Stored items
------------------------------------

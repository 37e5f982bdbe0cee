//! Status update workflows - Compose the registry steps the HTTP layer exposes.
//!
//! The status pointer is always committed before the external story is touched. When the
//! story step fails afterwards the workflow still succeeds, and the returned
//! [`StatusUpdate`] reports the failed story sync so the caller can tell the user.

use crate::{
    core::{nightline, nightline_status, status, story_slide, validation},
    crypto::PasswordCipher,
    entities::{NightlineModel, NightlineStatusModel, StatusModel, StorySlideModel},
    errors::{Error, Result},
    storage::BlobStore,
    story::StoryPublisher,
};
use sea_orm::ConnectionTrait;
use serde::Serialize;
use tracing::{error, info, warn};

/// Collaborators needed to sync the external story.
#[derive(Clone, Copy)]
pub struct StoryServices<'a> {
    /// Story platform client
    pub publisher: &'a dyn StoryPublisher,
    /// Decrypts account passwords
    pub cipher: &'a PasswordCipher,
}

/// What happened to the external story during a workflow.
#[derive(Debug, Clone, PartialEq, Eq, Serialize)]
#[serde(tag = "result", rename_all = "snake_case")]
pub enum StorySync {
    /// Nothing to do for this status
    Skipped,
    /// A new story was posted
    Posted {
        /// Media id of the new story
        media_id: String,
    },
    /// The previous story was deleted
    Removed,
    /// The story step failed after the status change committed
    Failed {
        /// Error message of the failed step
        reason: String,
    },
}

/// Outcome of a status update or reset.
#[derive(Debug, Clone, PartialEq, Eq)]
pub struct StatusUpdate {
    /// The nightline after the workflow
    pub nightline: NightlineModel,
    /// Status the nightline is now in
    pub status: String,
    /// External story result
    pub story: StorySync,
}

impl StatusUpdate {
    /// Status committed, story sync failed.
    #[must_use]
    pub const fn is_partial_failure(&self) -> bool {
        matches!(self.story, StorySync::Failed { .. })
    }
}

fn story_failed(nightline: &str, e: &Error) -> StorySync {
    error!("Story sync for '{}' failed: {}", nightline, e);
    StorySync::Failed {
        reason: e.to_string(),
    }
}

async fn sync_story<C>(
    db: &C,
    services: StoryServices<'_>,
    updated: &NightlineModel,
    status_name: &str,
) -> StorySync
where
    C: ConnectionTrait,
{
    let enabled = match nightline::get_instagram_story_config(db, updated).await {
        Ok(enabled) => enabled,
        Err(e) => return story_failed(&updated.name, &e),
    };
    if !enabled {
        return StorySync::Skipped;
    }

    // Replace, never stack, stories
    let mut current = updated.clone();
    if current.instagram_media_id.is_some() {
        match nightline::delete_instagram_story(db, services.publisher, services.cipher, &current)
            .await
        {
            Ok(_) => current.instagram_media_id = None,
            Err(e) => warn!(
                "Could not remove previous story of '{}', posting anyway: {}",
                current.name, e
            ),
        }
    }

    match nightline::post_instagram_story(
        db,
        services.publisher,
        services.cipher,
        &current,
        status_name,
    )
    .await
    {
        Ok(nightline::StoryPost::Posted { media_id }) => StorySync::Posted { media_id },
        Ok(nightline::StoryPost::NotConfigured) => StorySync::Skipped,
        Err(e) => story_failed(&current.name, &e),
    }
}

/// Moves a nightline to `status_name` and posts the matching story if configured.
///
/// # Errors
/// Fails only when the status change itself fails ([`Error::Validation`],
/// [`Error::NightlineNotFound`], [`Error::StatusNotFound`] or a database error).
pub async fn update_status<C>(
    db: &C,
    services: StoryServices<'_>,
    nightline_name: &str,
    status_name: &str,
) -> Result<StatusUpdate>
where
    C: ConnectionTrait,
{
    validation::validate_status_name(status_name)?;
    let target = nightline::require_nightline(db, nightline_name).await?;
    let updated = nightline::set_status(db, &target, status_name).await?;

    let story = sync_story(db, services, &updated, status_name).await;
    let nightline = nightline::require_nightline(db, nightline_name).await?;
    info!(
        "Status update of '{}' to '{}' finished, story: {:?}",
        nightline_name, status_name, story
    );
    Ok(StatusUpdate {
        nightline,
        status: status_name.to_string(),
        story,
    })
}

/// Resets a nightline to `default` and removes its story.
///
/// # Errors
/// Fails only when the reset itself fails; a failed story removal is reported in the result.
pub async fn reset_status<C>(
    db: &C,
    services: StoryServices<'_>,
    nightline_name: &str,
) -> Result<StatusUpdate>
where
    C: ConnectionTrait,
{
    let target = nightline::require_nightline(db, nightline_name).await?;
    let updated = nightline::reset_status(db, &target).await?;

    let story =
        match nightline::delete_instagram_story(db, services.publisher, services.cipher, &updated)
            .await
        {
            Ok(nightline::StoryDeletion::Deleted) => StorySync::Removed,
            Ok(nightline::StoryDeletion::NothingToDelete) => StorySync::Skipped,
            Err(e) => story_failed(nightline_name, &e),
        };
    let nightline = nightline::require_nightline(db, nightline_name).await?;
    Ok(StatusUpdate {
        nightline,
        status: crate::config::DEFAULT_STATUS.to_string(),
        story,
    })
}

async fn resolve_pair<C>(
    db: &C,
    nightline_name: &str,
    status_name: &str,
) -> Result<(NightlineModel, StatusModel, NightlineStatusModel)>
where
    C: ConnectionTrait,
{
    validation::validate_status_name(status_name)?;
    let target = nightline::require_nightline(db, nightline_name).await?;
    let target_status = status::require_status(db, status_name).await?;
    let config = nightline_status::get_config(db, target.id, target_status.id)
        .await?
        .ok_or_else(|| {
            warn!(
                "Configuration row missing for nightline '{}' and status '{}'",
                nightline_name, status_name
            );
            Error::ConfigNotFound {
                nightline: nightline_name.to_string(),
                status: status_name.to_string(),
            }
        })?;
    Ok((target, target_status, config))
}

/// Turns story posting on or off for one status of a nightline.
///
/// # Errors
/// [`Error::Validation`] when enabling without a bound slide.
pub async fn update_story_config<C>(
    db: &C,
    nightline_name: &str,
    status_name: &str,
    enabled: bool,
) -> Result<NightlineStatusModel>
where
    C: ConnectionTrait,
{
    let (target, target_status, config) = resolve_pair(db, nightline_name, status_name).await?;
    if enabled && story_slide::lookup(db, &config).await?.is_none() {
        return Err(Error::validation(format!(
            "Upload a story slide for status '{status_name}' before enabling stories"
        )));
    }
    nightline_status::set_story_enabled(db, &target, &target_status, enabled).await
}

/// Stores the slide of one status of a nightline, replacing any previous one.
pub async fn upload_story_slide<C>(
    db: &C,
    store: &dyn BlobStore,
    nightline_name: &str,
    status_name: &str,
    filename: &str,
    data: &[u8],
) -> Result<StorySlideModel>
where
    C: ConnectionTrait,
{
    let (target, target_status, config) = resolve_pair(db, nightline_name, status_name).await?;
    story_slide::bind(db, store, &target, &target_status, &config, filename, data).await
}

/// Removes the slide of one status and turns story posting for it off.
pub async fn remove_story_slide<C>(
    db: &C,
    store: &dyn BlobStore,
    nightline_name: &str,
    status_name: &str,
) -> Result<()>
where
    C: ConnectionTrait,
{
    let (target, target_status, config) = resolve_pair(db, nightline_name, status_name).await?;
    story_slide::unbind(db, store, &target, &target_status, &config).await?;
    if config.instagram_story {
        nightline_status::set_story_enabled(db, &target, &target_status, false).await?;
    }
    Ok(())
}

------------------------------------

Work to complete:
Which lines of the records hold the string "Skipped"? Copy each one.

Completed exercise:
    Skipped,
        return StorySync::Skipped;
        Ok(nightline::StoryPost::NotConfigured) => StorySync::Skipped,
            Ok(nightline::StoryDeletion::NothingToDelete) => StorySync::Skipped,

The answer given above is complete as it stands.